Both houses of the New York state Legislature on Thursday voted to adopt their one-house budget proposals, their rebuttals to Gov. Kathy Hochul’s executive budget pitch that will fuel the negotiation process as Hochul and legislative leaders work to come up with a deal by April 1.
Democratic leaders have aggressively pushed an “affordability” agenda this year in the wake of November’s election in which they were widely seen as being out of touch with voters.
The votes came with a backdrop of Hochul announcing a meeting with President Donald Trump in Washington D.C. at 9 a.m. Friday.
“I reached out to the president yesterday, said I wanted to carry on the conversation we had in the Oval Office a couple weeks ago,” she told reporters Thursday afternoon.
She said she plans to discuss congestion pricing and infrastructure projects, including New York’s Penn Station, while Trump is looking to discuss a gas pipeline that New York has blocked. While the state and the Trump administration have traded barbs as well as lawsuits, Hochul and Trump themselves have made an effort to get along personally.
Hochul also plans to take her affordability agenda to Washington, bringing her concerns about the fiscal impact of Trump administration policies on New Yorkers straight to the Oval Office.
“I want to talk about our concerns about energy in light of the tariffs, so we’ll have quite an agenda and I look forward to the meeting tomorrow morning,” Hochul said.
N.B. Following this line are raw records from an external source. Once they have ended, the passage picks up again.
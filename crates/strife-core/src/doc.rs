//! Documentation comments attached to features.

/// A documented parameter.
#[derive(Debug, Clone, PartialEq, Eq)]
pub struct DocParam {
    pub name: String,
    pub description: Option<String>,
}

/// A parsed `/** ... */` documentation comment.
///
/// Text before the first tag and after `@summary`/`@description` forms the
/// summary; `@param name text` adds a parameter; `@return`/`@returns` sets the
/// return description; `@hidden` marks the feature as excluded from output.
#[derive(Debug, Clone, Default, PartialEq, Eq)]
pub struct DocComment {
    pub summary: Option<String>,
    pub params: Vec<DocParam>,
    pub returns: Option<String>,
    pub hidden: bool,
}

impl DocComment {
    /// Looks up the description of a documented parameter.
    pub fn param(&self, name: &str) -> Option<&DocParam> {
        self.params.iter().find(|param| param.name == name)
    }

    /// Returns `true` if the comment documents nothing.
    pub fn is_empty(&self) -> bool {
        self.summary.is_none() && self.params.is_empty() && self.returns.is_none() && !self.hidden
    }
}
The governor and the Legislature, however, have made it clear that they won’t be going out of their way to replace every federal dollar that New York may lose as Republicans work to slash spending in Washington.
“You have to ask the Republican members of Congress why they are allowing this to happen,” state Assembly Speaker Carl Heastie said.
As she hammers home a focus on affordability, some of her signature proposals including rebate checks of up to $500 for some New Yorkers and an expanded Empire State Child Tax Credit appear to be in danger.
State Senate Majority Leader Andrea Stewart-Cousins said this week that the Senate would favor checks only to seniors over three years, to be bolstered by a proposed Working Families Tax Credit, credits for small businesses, and a tax hike for the state’s highest earners.
Lawmakers in the Senate have said Hochul’s proposals are one shot, short term solutions.
“We are trying to look at a more longer term relief in terms of taxes for a broad category of people,” Stewart-Cousins told reporters this week.
Hochul’s rebate checks survived in the Assembly.
“This is a signature proposal from the governor, and it polls extremely well, by the way,” Heastie said. “So we’ll see what happens.”
The Assembly also proposed raising taxes on high earners and will be pushing for a larger middle class cut, and a quicker implementation of the governor’s enhanced child tax credit.
Republicans, unsurprisingly, are not on board with either one-house budget pitch. State Sen. George Borrello told Spectrum News 1 after the vote that with ballooning state spending, there’s nothing behind Democrats' focus on affordability.
“If spending more money made New York more affordable, we would be the most affordable place on earth but we’re not, so we have to continue to recognize the face that New York is a more expensive, more dangerous place to live, and that’s what has not been addressed in this one-house budget."